Senior year he plans AP government or econ, AP English literature, AP chemistry, a college biology class, music, Honors physics (the school doesn’t have AP physics), and maybe a college philosophy class. All subject to change, of course. He’ll take more Spanish the summer after Junior year.
At my daughter’s high school, band was indeed an academic subject and one that was taken very seriously. Many of the kids at her high school are now professionals in their chosen arts. Many colleges offer arts-focused major – music, dance, theater, filmmaking, etc.
There’s a kid who grew up on my block who was an athletic recruit to Stanford and joined a professional sports team when he graduated. Not many kids get into Stanford from around here – but he knew he was in at Stanford by September of his senior year, before other kids had even submitted their college apps.
In our school system, families in the know (through older children or through a grapevine of overachieving hard-driving parents) enroll their gifted students into accelerated programs at the local university, where the students finish four years of math and English in two years. By the time they are high school sophomores, they are taking AP English and Calculus BC; that opens their schedules considerably for other classes down the line. We, on the other hand, had no idea that the high school schedule was so limited and that it was so difficult to fit in all the courses and stay in music as well. (Decades ago when I was in high school, I think we had 7 periods a day with lots of time for classes, electives, study hall. Not so any more.) My son tested out of 10th grade English so he could take American Literature this year, and tested out of freshman science so he could take Biology. He tells me he wished he had known how easy biology was going to be, because he could have tried to test out of that, as well. His focus on science and math is an attempt to try to catch up to some of these accelerated students. He and several peers petitioned the principal to allow them to take AP English as juniors, but she refused. Frankly, he hates the classes that aren’t AP’s as the other students tend to be unmotivated and the material too easy. He’s doing AP World History this year and will take the SAT subject test in that and math. His transcript will have more courses on it than most because his summer classes in Spanish and government will appear there. No, he won’t look like every other kid that applies to top colleges, but he won’t, I think, look like a slacker, either.

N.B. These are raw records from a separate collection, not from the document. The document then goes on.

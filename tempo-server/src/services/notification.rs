//! 站内通知
//!
//! fire-and-forget：写入失败只记日志，绝不让触发它的业务操作失败。
//! 投递保证到 inbox 行为止，邮件等外部通道不属于本系统。

use shared::models::NotificationKind;

use crate::core::ServerState;
use crate::db::repository::notification;

/// 写入一条通知并广播 Notify 帧
pub async fn notify(
    state: &ServerState,
    account_id: i64,
    kind: NotificationKind,
    title: &str,
    body: &str,
) {
    match notification::create(
        &state.pool,
        account_id,
        kind,
        title,
        body,
        state.clock.now_millis(),
    )
    .await
    {
        Ok(_) => {
            state
                .bus
                .publish(shared::message::BusMessage::notify(account_id, kind.as_str()));
        }
        Err(e) => {
            tracing::warn!(account_id, kind = kind.as_str(), "Failed to write notification: {}", e);
        }
    }
}
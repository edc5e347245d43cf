//! Attendance Repository
//!
//! One row per (account, work_date); the UNIQUE index is the concurrency
//! guard against duplicate creation.

use super::{RepoError, RepoResult};
use shared::models::{AttendanceRecord, ClockPayload};
use shared::snowflake_id;
use sqlx::SqlitePool;

const COLUMNS: &str = "id, account_id, work_date, clock_in_at, clock_out_at, \
    clock_in_lat, clock_in_lng, clock_out_lat, clock_out_lng, created_at, updated_at";

pub async fn find_by_account_date(
    pool: &SqlitePool,
    account_id: i64,
    work_date: &str,
) -> RepoResult<Option<AttendanceRecord>> {
    let sql = format!("SELECT {COLUMNS} FROM attendance_record WHERE account_id = ? AND work_date = ?");
    let record = sqlx::query_as::<_, AttendanceRecord>(&sql)
        .bind(account_id)
        .bind(work_date)
        .fetch_optional(pool)
        .await?;
    Ok(record)
}

pub async fn find_by_date(pool: &SqlitePool, work_date: &str) -> RepoResult<Vec<AttendanceRecord>> {
    let sql = format!("SELECT {COLUMNS} FROM attendance_record WHERE work_date = ? ORDER BY clock_in_at");
    let records = sqlx::query_as::<_, AttendanceRecord>(&sql)
        .bind(work_date)
        .fetch_all(pool)
        .await?;
    Ok(records)
}

pub async fn find_by_account_range(
    pool: &SqlitePool,
    account_id: i64,
    start_date: &str,
    end_date: &str,
) -> RepoResult<Vec<AttendanceRecord>> {
    let sql = format!(
        "SELECT {COLUMNS} FROM attendance_record \
         WHERE account_id = ? AND work_date >= ? AND work_date <= ? \
         ORDER BY work_date DESC"
    );
    let records = sqlx::query_as::<_, AttendanceRecord>(&sql)
        .bind(account_id)
        .bind(start_date)
        .bind(end_date)
        .fetch_all(pool)
        .await?;
    Ok(records)
}

/// First clock-in of the day creates the row; a second clock-in the same day
/// is a conflict (surfaced by the UNIQUE index, not a pre-read).
pub async fn clock_in(
    pool: &SqlitePool,
    account_id: i64,
    work_date: &str,
    geo: &ClockPayload,
    now: i64,
) -> RepoResult<AttendanceRecord> {
    let id = snowflake_id();
    let result = sqlx::query(
        "INSERT INTO attendance_record \
         (id, account_id, work_date, clock_in_at, clock_in_lat, clock_in_lng, created_at, updated_at) \
         VALUES (?, ?, ?, ?, ?, ?, ?, ?)",
    )
    .bind(id)
    .bind(account_id)
    .bind(work_date)
    .bind(now)
    .bind(geo.lat)
    .bind(geo.lng)
    .bind(now)
    .bind(now)
    .execute(pool)
    .await;

    match result {
        Ok(_) => find_by_account_date(pool, account_id, work_date)
            .await?
            .ok_or_else(|| RepoError::Database("Failed to create attendance record".into())),
        Err(e) => match RepoError::from(e) {
            RepoError::Duplicate(_) => Err(RepoError::Duplicate(format!(
                "Already clocked in on {}",
                work_date
            ))),
            other => Err(other),
        },
    }
}

/// Clock-out fills the existing row; requires a prior clock-in and rejects a
/// second clock-out.
pub async fn clock_out(
    pool: &SqlitePool,
    account_id: i64,
    work_date: &str,
    geo: &ClockPayload,
    now: i64,
) -> RepoResult<AttendanceRecord> {
    let existing = find_by_account_date(pool, account_id, work_date)
        .await?
        .ok_or_else(|| RepoError::Validation(format!("Not clocked in on {}", work_date)))?;

    if existing.clock_out_at.is_some() {
        return Err(RepoError::Duplicate(format!(
            "Already clocked out on {}",
            work_date
        )));
    }

    sqlx::query(
        "UPDATE attendance_record \
         SET clock_out_at = ?, clock_out_lat = ?, clock_out_lng = ?, updated_at = ? \
         WHERE id = ? AND clock_out_at IS NULL",
    )
    .bind(now)
    .bind(geo.lat)
    .bind(geo.lng)
    .bind(now)
    .bind(existing.id)
    .execute(pool)
    .await?;

    find_by_account_date(pool, account_id, work_date)
        .await?
        .ok_or_else(|| RepoError::Database("Attendance record vanished".into()))
}
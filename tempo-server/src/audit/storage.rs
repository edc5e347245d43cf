//! 审计日志存储
//!
//! SQLite 上的追加写存储。条目只 INSERT，永不 UPDATE/DELETE；
//! `prev_hash`/`curr_hash` 组成 SHA256 链，任何事后篡改都会破坏链。

use sha2::{Digest, Sha256};
use sqlx::SqlitePool;
use thiserror::Error;

use super::types::{AuditAction, AuditChainVerification, AuditEntry, AuditQuery};

/// 链首哨兵值
const GENESIS_HASH: &str = "genesis";

#[derive(Debug, Error)]
pub enum AuditStorageError {
    #[error("Audit storage database error: {0}")]
    Database(String),
}

impl From<sqlx::Error> for AuditStorageError {
    fn from(err: sqlx::Error) -> Self {
        AuditStorageError::Database(err.to_string())
    }
}

/// 审计日志存储
#[derive(Clone)]
pub struct AuditStorage {
    pool: SqlitePool,
}

impl AuditStorage {
    pub fn new(pool: SqlitePool) -> Self {
        Self { pool }
    }

    /// 计算记录哈希（串接 prev_hash 与全部字段）
    fn compute_hash(
        prev_hash: &str,
        timestamp: i64,
        action: AuditAction,
        account_id: Option<i64>,
        ip: Option<&str>,
        user_agent: Option<&str>,
        message: &str,
    ) -> String {
        let mut hasher = Sha256::new();
        hasher.update(prev_hash.as_bytes());
        hasher.update(timestamp.to_be_bytes());
        hasher.update(action.to_string().as_bytes());
        hasher.update(account_id.unwrap_or(0).to_be_bytes());
        hasher.update(ip.unwrap_or("").as_bytes());
        hasher.update(user_agent.unwrap_or("").as_bytes());
        hasher.update(message.as_bytes());
        hex::encode(hasher.finalize())
    }

    /// 追加一条审计记录
    pub async fn append(
        &self,
        timestamp: i64,
        action: AuditAction,
        account_id: Option<i64>,
        ip: Option<String>,
        user_agent: Option<String>,
        message: String,
    ) -> Result<AuditEntry, AuditStorageError> {
        let prev_hash: String =
            sqlx::query_scalar("SELECT curr_hash FROM audit_log ORDER BY id DESC LIMIT 1")
                .fetch_optional(&self.pool)
                .await?
                .unwrap_or_else(|| GENESIS_HASH.to_string());

        let curr_hash = Self::compute_hash(
            &prev_hash,
            timestamp,
            action,
            account_id,
            ip.as_deref(),
            user_agent.as_deref(),
            &message,
        );

        let id: i64 = sqlx::query_scalar(
            "INSERT INTO audit_log (timestamp, action, account_id, ip, user_agent, message, \
             prev_hash, curr_hash) VALUES (?, ?, ?, ?, ?, ?, ?, ?) RETURNING id",
        )
        .bind(timestamp)
        .bind(action)
        .bind(account_id)
        .bind(&ip)
        .bind(&user_agent)
        .bind(&message)
        .bind(&prev_hash)
        .bind(&curr_hash)
        .fetch_one(&self.pool)
        .await?;

        Ok(AuditEntry {
            id,
            timestamp,
            action,
            account_id,
            ip,
            user_agent,
            message,
            prev_hash,
            curr_hash,
        })
    }

    /// 查询审计日志（按时间倒序）
    pub async fn query(
        &self,
        q: &AuditQuery,
    ) -> Result<(Vec<AuditEntry>, i64), AuditStorageError> {
        let mut conditions = vec!["1 = 1".to_string()];
        if q.from.is_some() {
            conditions.push("timestamp >= ?".into());
        }
        if q.to.is_some() {
            conditions.push("timestamp <= ?".into());
        }
        if q.action.is_some() {
            conditions.push("action = ?".into());
        }
        if q.account_id.is_some() {
            conditions.push("account_id = ?".into());
        }
        let where_clause = conditions.join(" AND ");

        let count_sql = format!("SELECT COUNT(*) FROM audit_log WHERE {where_clause}");
        let mut count_query = sqlx::query_scalar::<_, i64>(&count_sql);
        if let Some(from) = q.from {
            count_query = count_query.bind(from);
        }
        if let Some(to) = q.to {
            count_query = count_query.bind(to);
        }
        if let Some(action) = q.action {
            count_query = count_query.bind(action);
        }
        if let Some(account_id) = q.account_id {
            count_query = count_query.bind(account_id);
        }
        let total = count_query.fetch_one(&self.pool).await?;

        let list_sql = format!(
            "SELECT id, timestamp, action, account_id, ip, user_agent, message, prev_hash, \
             curr_hash FROM audit_log WHERE {where_clause} \
             ORDER BY id DESC LIMIT ? OFFSET ?"
        );
        let mut list_query = sqlx::query_as::<_, AuditEntry>(&list_sql);
        if let Some(from) = q.from {
            list_query = list_query.bind(from);
        }
        if let Some(to) = q.to {
            list_query = list_query.bind(to);
        }
        if let Some(action) = q.action {
            list_query = list_query.bind(action);
        }
        if let Some(account_id) = q.account_id {
            list_query = list_query.bind(account_id);
        }
        let items = list_query.bind(q.limit).bind(q.offset).fetch_all(&self.pool).await?;

        Ok((items, total))
    }

    /// 验证哈希链完整性
    pub async fn verify_chain(&self) -> Result<AuditChainVerification, AuditStorageError> {
        let entries = sqlx::query_as::<_, AuditEntry>(
            "SELECT id, timestamp, action, account_id, ip, user_agent, message, prev_hash, \
             curr_hash FROM audit_log ORDER BY id ASC",
        )
        .fetch_all(&self.pool)
        .await?;

        let mut breaks = Vec::new();
        let mut expected_prev = GENESIS_HASH.to_string();

        for entry in &entries {
            let recomputed = Self::compute_hash(
                &entry.prev_hash,
                entry.timestamp,
                entry.action,
                entry.account_id,
                entry.ip.as_deref(),
                entry.user_agent.as_deref(),
                &entry.message,
            );
            if entry.prev_hash != expected_prev || entry.curr_hash != recomputed {
                breaks.push(entry.id);
            }
            expected_prev = entry.curr_hash.clone();
        }

        Ok(AuditChainVerification {
            total_entries: entries.len() as i64,
            chain_intact: breaks.is_empty(),
            breaks,
        })
    }
}
//! 轻量服务
//!
//! - [`presence`] - 在线状态的唯一写入口（心跳）
//! - [`notification`] - 站内通知 fire-and-forget 写入

pub mod notification;
pub mod presence;
//! Password Reset Repository
//!
//! Stores only SHA-256 hashes of single-use reset tokens; the plaintext
//! token leaves the server exactly once, through the mail collaborator.

use super::RepoResult;
use shared::snowflake_id;
use sqlx::SqlitePool;

#[derive(Debug, Clone, sqlx::FromRow)]
pub struct PasswordReset {
    pub id: i64,
    pub account_id: i64,
    pub token_hash: String,
    pub expires_at: i64,
    pub used: bool,
    pub created_at: i64,
}

pub async fn create(
    pool: &SqlitePool,
    account_id: i64,
    token_hash: &str,
    expires_at: i64,
    now: i64,
) -> RepoResult<()> {
    let id = snowflake_id();
    sqlx::query(
        "INSERT INTO password_reset (id, account_id, token_hash, expires_at, created_at) \
         VALUES (?, ?, ?, ?, ?)",
    )
    .bind(id)
    .bind(account_id)
    .bind(token_hash)
    .bind(expires_at)
    .bind(now)
    .execute(pool)
    .await?;
    Ok(())
}

/// Unused, unexpired reset entry for the given token hash.
pub async fn find_valid(
    pool: &SqlitePool,
    token_hash: &str,
    now: i64,
) -> RepoResult<Option<PasswordReset>> {
    let reset = sqlx::query_as::<_, PasswordReset>(
        "SELECT id, account_id, token_hash, expires_at, used, created_at \
         FROM password_reset WHERE token_hash = ? AND used = 0 AND expires_at > ?",
    )
    .bind(token_hash)
    .bind(now)
    .fetch_optional(pool)
    .await?;
    Ok(reset)
}

/// Single use: consuming requires `used = 0`, so a replay affects zero rows.
pub async fn consume(pool: &SqlitePool, id: i64) -> RepoResult<bool> {
    let result = sqlx::query("UPDATE password_reset SET used = 1 WHERE id = ? AND used = 0")
        .bind(id)
        .execute(pool)
        .await?;
    Ok(result.rows_affected() > 0)
}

He spends around two hours a day outside of school playing trumpet, whether in musical ensembles, lessons, or practicing. So saying that music isn’t demanding sounds kind of ignorant to me. He listens to classical and jazz in his spare time and definitely knows his stuff. He’s considering self studying AP music theory senior year. There is a reason Einstein played violin all through his life, and continued to perform in symphony orchestras. Music stimulates the brain in ways that other subjects (and sports, I suspect) do not. It certainly helps with concentration and creative thinking and itself is a form of communication. I’d never demand that my son give up music just to check off boxes on someone’s college recommendations list. How odd for so many people to dismiss it as unimportant just because it takes a spot on a schedule that could be filled with a more conventional class.
@MyrtleD - your kid is fine. He is actually very impressive. The only problem is that you are asking the wrong question – it should not be “can he get into X college” – it should be “what colleges will afford him the most opportunities in line with his interests and goals”.
Please take advice you get on CC with a big grain of salt. Your kid is not every other kid. The very most selective colleges are not counting up courses on the transcript – they are asking, “what does this applicant bring that the others don’t?” And they are looking for consistency. They want to see high school transcripts that match the student’s goals and stated interests.
I will caution that we found out that it was actually some of the less selective colleges that were stuck on certain requirements – my daughter ended up accepted at reach colleges and waitlisted at schools her g.c. had told her were matches. One was a university that specifically required 4 years of high school math when she had 3. If a college says it “requires” a course, then take that seriously.
If it simply lists the course as “recommended” – then the word means what it says.
@al2simon: I myself prefer a well-rounded liberal arts education. On the other hand, Oxbridge seems to have done fine producing mostly very pointy grads (and their alums have done fine too). Likewise, how much did your PhD program care about whether a candidate had picked up a well-rounded liberal arts education or not? Certainly, most of your admits from overseas would not have picked up a well-rounded liberal arts education in undergrad.
And I’m not worried about a kid who listens to philosophy lectures for fun being too concentrated in an area. If colleges can’t see that, that’s their loss. I also agree with whichever poster who said that this kid will be stellar wherever he goes.
My S has a learning disability that makes it almost impossible to learn a foreign language. In fact, the tester told us that he would need to waive that requirement. He refused to tell colleges or his HS that fact. So he suffered through Spanish 3, having to learn the material in a very laborious way, which he finished in his sophomore year and never looked back. He is very STEM focused, but also plays in the band and took the 2 year IB music course, along with AP English Lang, etc. He is going to a selective STEM college, which was his goal, as he know LAC was not a fit for him. So it is best to look at the requirements of the schools he wants to apply to. If he is much more interested in the STEM fields and schools that are highly ranked in that, I think the language will not be much of an issue.